Monday , August 04, 2014 - 12:00 AM
Secrets are not supposed to be told, let alone shared publicly. Still, some people are posting their confessions on the app Secret, created by a Silicon Valley start-up that last week collected $25 million in funding (to make a total of $35 million so far).
Now that Europe is dealing with the “right to be forgotten,” users seem to be growing more sensitive to the pitfalls of having their personal history permanently posted online. By contrast, the anonymity promised by apps like Secret — and others targeting this market such as Confide, Whisper and Yik Yak — can feel like a relief.
Here’s how Secret works: The app lets users share comments with people located nearby and with friends and friends of friends (through an algorithm that tracks phone and Facebook contacts), without revealing the identity of either the person sending the message or the person receiving it.

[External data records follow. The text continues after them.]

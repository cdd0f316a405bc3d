use std::sync::Arc;

use async_trait::async_trait;
use tokio::sync::oneshot;

use crate::error::KernelResult;
use crate::ids::WorkerId;
use crate::message::OutboundMessage;
use crate::request::WorkerCommand;
use crate::session::{Placement, WorkerExit, WorkerSpawnSpec};

/// A running worker. Commands are delivered asynchronously; responses come
/// back through the mailbox carried by each request's route address.
#[async_trait]
pub trait WorkerHandle: Send + Sync {
    fn id(&self) -> &WorkerId;
    async fn deliver(&self, command: WorkerCommand) -> KernelResult<()>;
    async fn terminate(&self) -> KernelResult<()>;
}

pub struct LaunchedWorker {
    pub handle: Arc<dyn WorkerHandle>,
    /// Fires once when the worker goes away for any reason.
    pub exit: oneshot::Receiver<WorkerExit>,
}

/// Process/host provisioning facility the lifecycle manager depends on.
#[async_trait]
pub trait WorkerLauncher: Send + Sync {
    async fn acquire_placement(&self) -> KernelResult<Placement>;
    async fn launch(
        &self,
        placement: &Placement,
        spec: WorkerSpawnSpec,
    ) -> KernelResult<LaunchedWorker>;
    async fn release_placement(&self, placement: &Placement) -> KernelResult<()>;
}

/// Outbound protocol channel. Delivery is fire-and-forget.
pub trait ChannelSink: Send + Sync {
    fn emit(&self, message: OutboundMessage);
}
#[tokio::test]
async fn startup_fails_when_placement_times_out() {
    let launcher = Arc::new(ScriptedLauncher {
        placement_delay: Some(Duration::from_secs(5)),
        ..ScriptedLauncher::default()
    });
    let (binder, _outbound) = bound_binder();

    let error = Supervisor::start(
        launcher.clone(),
        &binder,
        SupervisorConfig {
            lifecycle: WorkerLifecycleConfig {
                placement_timeout: Duration::from_millis(50),
                ..WorkerLifecycleConfig::default()
            },
            ..config()
        },
    )
    .await
    .err()
    .expect("placement should time out");

    assert_eq!(error, KernelError::PlacementTimeout(Duration::from_millis(50)));
    assert!(error.is_startup_timeout());
    assert_eq!(launcher.launched(), 0);
}

#[tokio::test]
async fn startup_fails_and_tears_down_when_channels_never_bind() {
    let launcher = Arc::new(ScriptedLauncher::default());
    let binder = ChannelBinder::new();
    let (outbound_tx, _outbound_rx) = mpsc::unbounded_channel();
    binder.bind(
        Channel::Shell,
        Arc::new(RecordingSink {
            channel: Channel::Shell,
            outbound: outbound_tx,
        }),
    );

    let error = Supervisor::start(
        launcher.clone(),
        &binder,
        SupervisorConfig {
            channel_bind_timeout: Duration::from_millis(50),
            ..config()
        },
    )
    .await
    .err()
    .expect("binding should time out");

    assert_eq!(error, KernelError::ChannelBindTimeout(Duration::from_millis(50)));
    assert_eq!(launcher.launched(), 1);
    assert!(launcher.worker(0).is_terminated());
    assert_eq!(launcher.released(), vec!["placement-1".to_owned()]);
}

#[tokio::test]
async fn startup_waits_for_channels_bound_later() {
    let launcher = Arc::new(ScriptedLauncher::default());
    let binder = ChannelBinder::new();
    let (outbound_tx, mut outbound_rx) = mpsc::unbounded_channel();
    let late_binder = binder.clone();
    tokio::spawn(async move {
        tokio::time::sleep(Duration::from_millis(30)).await;
        for channel in [Channel::Shell, Channel::Iopub] {
            late_binder.bind(
                channel,
                Arc::new(RecordingSink {
                    channel,
                    outbound: outbound_tx.clone(),
                }),
            );
        }
    });

    let handle = Supervisor::start(launcher, &binder, config())
        .await
        .expect("start supervisor");
    handle
        .session_request(identity(1), Request::execute(1, "1+1"))
        .expect("submit execute");

    let (channel, message) = timeout(TEST_TIMEOUT, outbound_rx.recv())
        .await
        .expect("outbound message timeout")
        .expect("outbound channel open");
    assert_eq!(channel, Channel::Iopub);
    assert_eq!(message.content, MessageContent::status(ExecutionState::Busy));
}
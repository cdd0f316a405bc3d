use std::fmt;

use serde::{Deserialize, Serialize};

/// Correlation key for one Response Route. The worker echoes it back on
/// every response belonging to that route.
#[derive(Debug, Clone, Copy, PartialEq, Eq, Hash, PartialOrd, Ord, Serialize, Deserialize)]
#[serde(transparent)]
pub struct RouteId(u64);

impl RouteId {
    pub const fn new(raw: u64) -> Self {
        Self(raw)
    }
}

impl fmt::Display for RouteId {
    fn fmt(&self, f: &mut fmt::Formatter<'_>) -> fmt::Result {
        write!(f, "route-{}", self.0)
    }
}

#[derive(Debug, Clone, PartialEq, Eq, Hash, Serialize, Deserialize)]
#[serde(transparent)]
pub struct WorkerId(String);

impl WorkerId {
    pub fn new(value: impl Into<String>) -> Self {
        Self(value.into())
    }

    pub fn as_str(&self) -> &str {
        self.0.as_str()
    }
}

impl fmt::Display for WorkerId {
    fn fmt(&self, f: &mut fmt::Formatter<'_>) -> fmt::Result {
        f.write_str(self.0.as_str())
    }
}

impl From<&str> for WorkerId {
    fn from(value: &str) -> Self {
        Self::new(value)
    }
}

impl From<String> for WorkerId {
    fn from(value: String) -> Self {
        Self(value)
    }
}
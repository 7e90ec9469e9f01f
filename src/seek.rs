//! Seek by resynthesis.
//!
//! Jumping into the middle of a delta-timed stream cannot be done by
//! racing through the skipped prefix; instead a standalone stream is
//! derived that starts at the requested time, carries the tempo that was
//! in force there, and plays through a backend that only knows how to
//! start from the top.

use tracing::debug;

use crate::error::EngineError;
use crate::timeline::{Event, EventKind, Tick, Timeline, Track};
use crate::timing::{self, DEFAULT_MICROS_PER_BEAT, TempoMap};

/// Derives the substream that starts `start_seconds` into the timeline.
///
/// Events before the start are dropped; tempo changes among them are
/// folded into the tempo the substream opens with. The earliest retained
/// event across all tracks plays at delta 0, later events keep their
/// spacing, and every non-empty track ends with an end-of-track marker.
/// `Ok(None)` means the start lies past the last event and there is
/// nothing left to play.
pub fn substream_from(
    timeline: &Timeline,
    map: &TempoMap,
    start_seconds: f64,
) -> Result<Option<Timeline>, EngineError> {
    let start_tick = timing::seconds_to_ticks(map, timeline.ticks_per_beat, start_seconds)?;
    let active_tempo = map.tempo_at(start_tick);

    let retained: Vec<Vec<(Tick, &Event)>> = timeline
        .tracks
        .iter()
        .map(|track| {
            track
                .iter_absolute()
                .filter(|(tick, _)| *tick >= start_tick)
                .collect()
        })
        .collect();

    // All tracks share one anchor so they stay aligned with each other.
    let anchor = retained
        .iter()
        .filter_map(|events| events.first().map(|(tick, _)| *tick))
        .min();
    let Some(anchor) = anchor else {
        debug!("seek to {:.3}s lies past the last event", start_seconds);
        return Ok(None);
    };

    let mut tracks = Vec::with_capacity(retained.len());
    for (index, events) in retained.iter().enumerate() {
        let mut out = Vec::with_capacity(events.len() + 2);
        if index == 0 && active_tempo != DEFAULT_MICROS_PER_BEAT {
            out.push(Event::new(
                0,
                EventKind::TempoChange {
                    micros_per_beat: active_tempo,
                },
            ));
        }
        let mut prev = anchor;
        for (tick, event) in events {
            out.push(Event::new(tick - prev, event.kind.clone()));
            prev = *tick;
        }
        if out.last().is_some_and(|e| e.kind != EventKind::EndOfTrack) {
            out.push(Event::new(0, EventKind::EndOfTrack));
        }
        tracks.push(Track::new(out));
    }

    debug!(
        "substream from {:.3}s: start tick {}, anchor {}, {} µs/beat",
        start_seconds, start_tick, anchor, active_tempo
    );
    Ok(Some(Timeline {
        ticks_per_beat: timeline.ticks_per_beat,
        tracks,
    }))
}
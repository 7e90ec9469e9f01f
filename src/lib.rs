pub mod backend;
pub mod clock;
pub mod engine;
pub mod error;
pub mod gap;
pub mod seek;
pub mod timeline;
pub mod timing;

pub use backend::{NullBackend, PlaybackBackend};
pub use clock::{PlaybackClock, SEEK_EPSILON, TransportState};
pub use engine::{
    PositionReader, TransportCommand, TransportHandle, TransportUpdate, spawn_transport,
};
pub use error::EngineError;
pub use gap::{GapReport, GapSettings, enforce_min_gaps};
pub use seek::substream_from;
pub use timeline::{Event, EventKind, Tick, Timeline, Track};
pub use timing::{
    DEFAULT_MICROS_PER_BEAT, TempoEntry, TempoMap, micros_to_ticks, seconds_to_ticks,
    ticks_to_micros, ticks_to_seconds,
};
//! Seam to the collaborator that turns event streams into sound.

use crate::timeline::Timeline;

/// What the transport needs from a playback collaborator. The collaborator
/// only ever plays a finished stream from its own first event; pause and
/// seek are expressed by stopping it and handing it a different stream.
pub trait PlaybackBackend: Send {
    /// Take ownership of a stream and start playing it from the top.
    fn play_from_start(&mut self, stream: Timeline) -> Result<(), String>;

    /// Stop playing and drop the current stream.
    fn stop(&mut self);

    /// Release every note still sounding, keeping the stream.
    fn all_notes_off(&mut self);
}

/// Backend that renders nothing. Useful headless and in tests.
#[derive(Debug, Default)]
pub struct NullBackend;

impl PlaybackBackend for NullBackend {
    fn play_from_start(&mut self, _stream: Timeline) -> Result<(), String> {
        Ok(())
    }

    fn stop(&mut self) {}

    fn all_notes_off(&mut self) {}
}
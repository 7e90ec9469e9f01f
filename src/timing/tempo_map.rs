//! Ordered tempo table built from a timeline's tempo change events.

use serde::{Deserialize, Serialize};
use tracing::warn;

use crate::timeline::{EventKind, Tick, Timeline, Track};

/// Tempo in force when a stream says nothing at tick 0: 500000 microseconds
/// per beat, i.e. 120 beats per minute.
pub const DEFAULT_MICROS_PER_BEAT: u32 = 500_000;

#[derive(Debug, Clone, Copy, PartialEq, Eq, Serialize, Deserialize)]
pub struct TempoEntry {
    pub tick: Tick,
    pub micros_per_beat: u32,
}

/// Every tempo in the stream at its absolute tick position, strictly
/// ordered, one entry per tick. Entry 0 always sits at tick 0, so every
/// tick from 0 on has a defined tempo.
#[derive(Debug, Clone, PartialEq, Eq, Serialize, Deserialize)]
pub struct TempoMap {
    entries: Vec<TempoEntry>,
}

impl Default for TempoMap {
    fn default() -> Self {
        Self {
            entries: vec![TempoEntry {
                tick: 0,
                micros_per_beat: DEFAULT_MICROS_PER_BEAT,
            }],
        }
    }
}

impl TempoMap {
    /// Collects the tempo changes of one track in stream order. When two
    /// changes land on the same tick the later one in the stream wins. A
    /// change to zero microseconds per beat cannot be expressed as a rate
    /// and is dropped.
    pub fn build(track: &Track) -> Self {
        let mut map = Self::default();
        for (tick, event) in track.iter_absolute() {
            if let EventKind::TempoChange { micros_per_beat } = event.kind {
                if micros_per_beat == 0 {
                    warn!("ignoring zero tempo change at tick {}", tick);
                    continue;
                }
                match map.entries.last_mut() {
                    Some(last) if last.tick == tick => last.micros_per_beat = micros_per_beat,
                    _ => map.entries.push(TempoEntry {
                        tick,
                        micros_per_beat,
                    }),
                }
            }
        }
        map
    }

    /// Tempo changes live on the first track by convention; a timeline with
    /// no tracks gets the default map.
    pub fn from_timeline(timeline: &Timeline) -> Self {
        timeline.tracks.first().map(Self::build).unwrap_or_default()
    }

    /// Tempo in force at `tick`: the last entry at or before it.
    pub fn tempo_at(&self, tick: Tick) -> u32 {
        let after = self.entries.partition_point(|e| e.tick <= tick);
        match after {
            0 => DEFAULT_MICROS_PER_BEAT,
            n => self.entries[n - 1].micros_per_beat,
        }
    }

    pub fn entries(&self) -> &[TempoEntry] {
        &self.entries
    }

    /// Constant-tempo spans as (start tick, end tick, µs per beat). The
    /// last span has no end.
    pub(crate) fn segments(&self) -> impl Iterator<Item = (Tick, Option<Tick>, u32)> + '_ {
        self.entries.iter().enumerate().map(|(i, entry)| {
            let end = self.entries.get(i + 1).map(|next| next.tick);
            (entry.tick, end, entry.micros_per_beat)
        })
    }
}

#[cfg(test)]
mod tests {
    use super::*;
    use crate::timeline::Event;

    fn tempo(delta: Tick, micros_per_beat: u32) -> Event {
        Event::new(delta, EventKind::TempoChange { micros_per_beat })
    }

    #[test]
    fn empty_track_yields_the_default_map() {
        let map = TempoMap::build(&Track::default());
        assert_eq!(
            map.entries(),
            &[TempoEntry {
                tick: 0,
                micros_per_beat: DEFAULT_MICROS_PER_BEAT,
            }]
        );
        assert_eq!(map.tempo_at(0), DEFAULT_MICROS_PER_BEAT);
        assert_eq!(map.tempo_at(1_000_000), DEFAULT_MICROS_PER_BEAT);
    }

    #[test]
    fn changes_are_collected_at_absolute_positions() {
        let track = Track::new(vec![tempo(0, 600_000), tempo(480, 300_000), tempo(480, 250_000)]);
        let map = TempoMap::build(&track);
        assert_eq!(
            map.entries(),
            &[
                TempoEntry {
                    tick: 0,
                    micros_per_beat: 600_000,
                },
                TempoEntry {
                    tick: 480,
                    micros_per_beat: 300_000,
                },
                TempoEntry {
                    tick: 960,
                    micros_per_beat: 250_000,
                },
            ]
        );
    }

    #[test]
    fn later_change_on_the_same_tick_wins() {
        let track = Track::new(vec![tempo(0, 600_000), tempo(0, 400_000)]);
        let map = TempoMap::build(&track);
        assert_eq!(map.entries().len(), 1);
        assert_eq!(map.tempo_at(0), 400_000);
    }

    #[test]
    fn change_at_tick_zero_replaces_the_default() {
        let track = Track::new(vec![tempo(0, 750_000)]);
        let map = TempoMap::build(&track);
        assert_eq!(map.entries().len(), 1);
        assert_eq!(map.tempo_at(0), 750_000);
    }

    #[test]
    fn lookup_picks_the_last_entry_at_or_before() {
        let track = Track::new(vec![tempo(100, 600_000), tempo(200, 300_000)]);
        let map = TempoMap::build(&track);
        assert_eq!(map.tempo_at(0), DEFAULT_MICROS_PER_BEAT);
        assert_eq!(map.tempo_at(99), DEFAULT_MICROS_PER_BEAT);
        assert_eq!(map.tempo_at(100), 600_000);
        assert_eq!(map.tempo_at(199), 600_000);
        assert_eq!(map.tempo_at(200), 300_000);
        assert_eq!(map.tempo_at(10_000), 300_000);
    }

    #[test]
    fn zero_tempo_changes_are_dropped() {
        let track = Track::new(vec![tempo(0, 0), tempo(480, 0)]);
        let map = TempoMap::build(&track);
        assert_eq!(map.entries().len(), 1);
        assert_eq!(map.tempo_at(480), DEFAULT_MICROS_PER_BEAT);
    }
}
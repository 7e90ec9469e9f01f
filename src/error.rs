use thiserror::Error;

use crate::clock::TransportState;

#[derive(Debug, Clone, PartialEq, Error)]
pub enum EngineError {
    /// The caller passed a value outside the operation's contract, such as
    /// a negative time or a zero resolution. Never clamped silently.
    #[error("invalid argument: {what}")]
    InvalidArgument { what: &'static str },

    /// A transport operation was requested in a state that does not allow
    /// it, for example resuming while stopped.
    #[error("cannot {op} while transport is {state:?}")]
    InvalidState {
        op: &'static str,
        state: TransportState,
    },

    /// Playback was requested before any timeline was loaded.
    #[error("no timeline is loaded")]
    NothingLoaded,

    /// The playback backend failed to act on a stream it was handed.
    #[error("playback backend error: {message}")]
    Backend { message: String },
}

When the app was launched in February, critics argued that it would be used for bullying, sexting or sending other inappropriate or hurtful comments. But the creators say that people instead are commenting on a surprising range of issues, including current affairs like Gaza, politics, dating, work — even offering existential confessions and reflections.
“Topics tend to ebb and flow, similar to Twitter,” said David Byttow, co-founder of Secret. “Either there’s a new trend popping up, or there’s a common sentiment shared among communities. It’s kind of like Twitter in that we see trends and themes pop up. But, we see a lot of people asking questions that they wouldn’t ask anywhere else like, ‘What’s your title, gender and salary?‘ or ‘How do you know when your relationship is over?‘ “
Talking about emotions is indeed one of the most widespread uses of the app, which encourages people to express their feelings out loud, without facing any repercussions for what they say.
Posts can go viral based on other people’s reactions: If they click the heart button, the message is favored; the more people like it, the better it ranks. The company is also working on functions to help users connect better with each other on a one-to-one basis, like Tinder does, by linking people geographically.
Based on the premise that users self-regulate themselves when talking in social media forums, Secret creators expect them to use the app to set their creativity free. “There is a surplus of personal thoughts, feelings and questions we have on a moment-by-moment basis, but are afraid or reluctant to share,” Byttow says. “Secret gives people a safe, well-lit space to talk about what they really think or feel and for their friends or people in their network to respond.”
The cathartic value that some see in Secret is expressed in multiple ways, with posts talking about frustrations, failures and unresolved issues. A common thread is about letdowns and regrets.
It’s as if people are willing to say things they wouldn’t tell even their best friends. But that could have a downside. Wade Harman, who blogs about social media psychology, thinks apps such as this one might make people less socially oriented and allow them to keep more to themselves by not taking responsibility for their own ideas.
“Identity is everything in social media, especially when you are trying to build a presence online,” Harman said. “From a strictly psychological standpoint, without revealing your identity you can’t build trust, let alone building a community on social. If they can’t find you and know who you are, there is no emotional connection.”
Pamela Rutledge, director of the nonprofit Media Psychology Research Center, said people could post hurtful comments on Secret. “There is the risk of bullying and misinformation,” she said. “Most bullying, however, is not anonymous because it is about power and reinforcing group affiliation.” Also, she noted, the app could always be removed from the phone.
In Rutledge’s opinion, the app can offer people potential healing: “Being able to externalize our feelings of shame, regret, pain and guilt can be psychologically helpful. We are social creatures with an unending interest in other people. Seeing ‘private’ thoughts and feelings is compelling given our need for social connection and community.”
Secret’s creators won’t say how many users it has, but they said it keeps growing. Byttow said the company is scaling and expanding internationally; Secret is already popular in Russia, the Netherlands and China, where the start-up recently formed a joint venture with a local company.